Take every line from the material that has the word "clock" in it.

-*-

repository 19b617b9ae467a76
/// One "How to play" page
pub struct HelpPage {
    pub title: &'static str,
    pub lines: &'static [&'static str],
}

pub const PAGES: [HelpPage; 4] = [
    HelpPage {
        title: "Speed Colors: Zen",
        lines: &[
            "A square name appears, e.g. c3.",
            "Press w if it is a light square, b if it is dark.",
            "The answer shows the square's color and both diagonals.",
            "Press n for the next square. No clock, just your streak.",
        ],
    },
    HelpPage {
        title: "Speed Colors: Blitz",
        lines: &[
            "Same question as Zen, against a 60 second clock.",
            "Every correct answer scores a point.",
            "A wrong answer costs 5 seconds.",
            "Press Enter to start the clock.",
        ],
    },
    HelpPage {
        title: "The Walker",
        lines: &[
            "Watch the start square, then follow each move in your head.",
            "Moves read like \"2 Up, 1 Left\"; the board stays hidden.",
            "Move the cursor to where the walk ends and press Enter.",
            "Medium adds diagonal moves, Hard adds knight jumps.",
            "Three lives; each wave adds one more move.",
        ],
    },
    HelpPage {
        title: "Knight Vision",
        lines: &[
            "Memorize the pieces on the board before they vanish.",
            "Follow the knight's jumps from its start square.",
            "Then select every square the knight can jump to next.",
            "Squares holding a piece are not valid jumps.",
            "A wrong square costs one of three lives.",
        ],
    },
];

#[cfg(test)]
mod tests {
    use super::*;

    #[test]
    fn test_pages_have_text() {
        for page in &PAGES {
            assert!(!page.title.is_empty());
            assert!(page.lines.len() >= 3);
        }
    }
}
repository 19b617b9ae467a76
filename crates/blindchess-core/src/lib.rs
//! Core engine for blindfold chess training games
//!
//! Everything here is a pure function or a plain value: squares and their
//! colors, relative move instructions, obstacle fields, knight reachability and
//! the per-game round state. Presentation and storage live in the front-end
//! crates.

mod error;
mod generator;
mod knight;
mod moves;
mod obstacles;
mod path;
mod scores;
mod square;

pub mod games;

pub use error::{CoreError, CoreResult};
pub use generator::{Generator, GeneratorConfig};
pub use knight::{knight_instructions, valid_knight_jumps, KNIGHT_OFFSETS};
pub use moves::{candidate_moves, Difficulty, MoveInstruction, MoveKind, MAX_STEP};
pub use obstacles::{ObstacleField, PieceKind};
pub use path::{follow, KnightRound, WalkerRound};
pub use scores::{GameMode, MemoryScoreStore, ScoreBook, ScoreError, ScoreStore};
pub use square::{Diagonal, Diagonals, Square, SquareColor, BOARD_SIZE};
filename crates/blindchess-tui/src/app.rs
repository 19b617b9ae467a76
use crate::help;
use crate::theme::Theme;
use blindchess_core::games::{
    BlitzGame, BlitzPhase, GuessOutcome, KnightVisionGame, WalkerGame, ZenGame, ZenPhase,
};
use blindchess_core::{Difficulty, GameMode, Generator, ScoreBook, ScoreStore, Square, SquareColor};
use crossterm::event::{KeyCode, KeyEvent};
use rand::seq::SliceRandom;
use std::sync::Arc;
use std::time::Duration;

/// Ticks a message stays on screen (~3 seconds at 100ms)
const MESSAGE_TICKS: u32 = 30;

const TIPS: [&str; 5] = [
    "a1 is dark, h1 is light",
    "Squares whose file and rank add to an even number are dark",
    "A knight always lands on the other color",
    "Say each move out loud as it appears",
    "Picture the diagonals, not the whole board",
];

/// Result of handling a key press
pub enum AppAction {
    Continue,
    Quit,
}

/// Entries of the main menu
#[derive(Debug, Clone, Copy, PartialEq, Eq)]
pub enum MenuItem {
    Zen,
    Blitz,
    Walker,
    KnightVision,
    Help,
    Scores,
    Quit,
}

impl MenuItem {
    pub const ALL: [MenuItem; 7] = [
        MenuItem::Zen,
        MenuItem::Blitz,
        MenuItem::Walker,
        MenuItem::KnightVision,
        MenuItem::Help,
        MenuItem::Scores,
        MenuItem::Quit,
    ];

    pub fn label(self) -> &'static str {
        match self {
            MenuItem::Zen => "Speed Colors: Zen",
            MenuItem::Blitz => "Speed Colors: Blitz",
            MenuItem::Walker => "The Walker",
            MenuItem::KnightVision => "Knight Vision",
            MenuItem::Help => "How to Play",
            MenuItem::Scores => "High Scores",
            MenuItem::Quit => "Quit",
        }
    }
}

/// Current screen, owning the running game
pub enum Screen {
    Menu,
    Zen(ZenGame),
    Blitz(BlitzGame),
    Walker(WalkerGame),
    KnightVision(KnightVisionGame),
    /// Index into the help pages
    Help(usize),
    Scores(ScoreBook),
}

/// Startup options from the command line
pub struct AppConfig {
    pub start: Option<MenuItem>,
    pub difficulty: Difficulty,
    pub seed: Option<u64>,
    pub theme: Theme,
}

/// The main application state
pub struct App {
    pub screen: Screen,
    /// Board cursor for click-style answers
    pub cursor: Square,
    pub menu_selection: usize,
    /// Walker difficulty chosen in the menu
    pub difficulty: Difficulty,
    pub theme: Theme,
    pub message: Option<String>,
    message_timer: u32,
    /// Time spent in the current timed phase
    phase_elapsed: Duration,
    /// Menu tip
    pub tip: &'static str,
    generator: Generator,
    scores: Arc<dyn ScoreStore>,
}
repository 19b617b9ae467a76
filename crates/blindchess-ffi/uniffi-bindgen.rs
fn main() {
    uniffi::uniffi_bindgen_main()
}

-*-

Reply |
            "Press n for the next square. No clock, just your streak.",
            "Same question as Zen, against a 60 second clock.",
            "Press Enter to start the clock.",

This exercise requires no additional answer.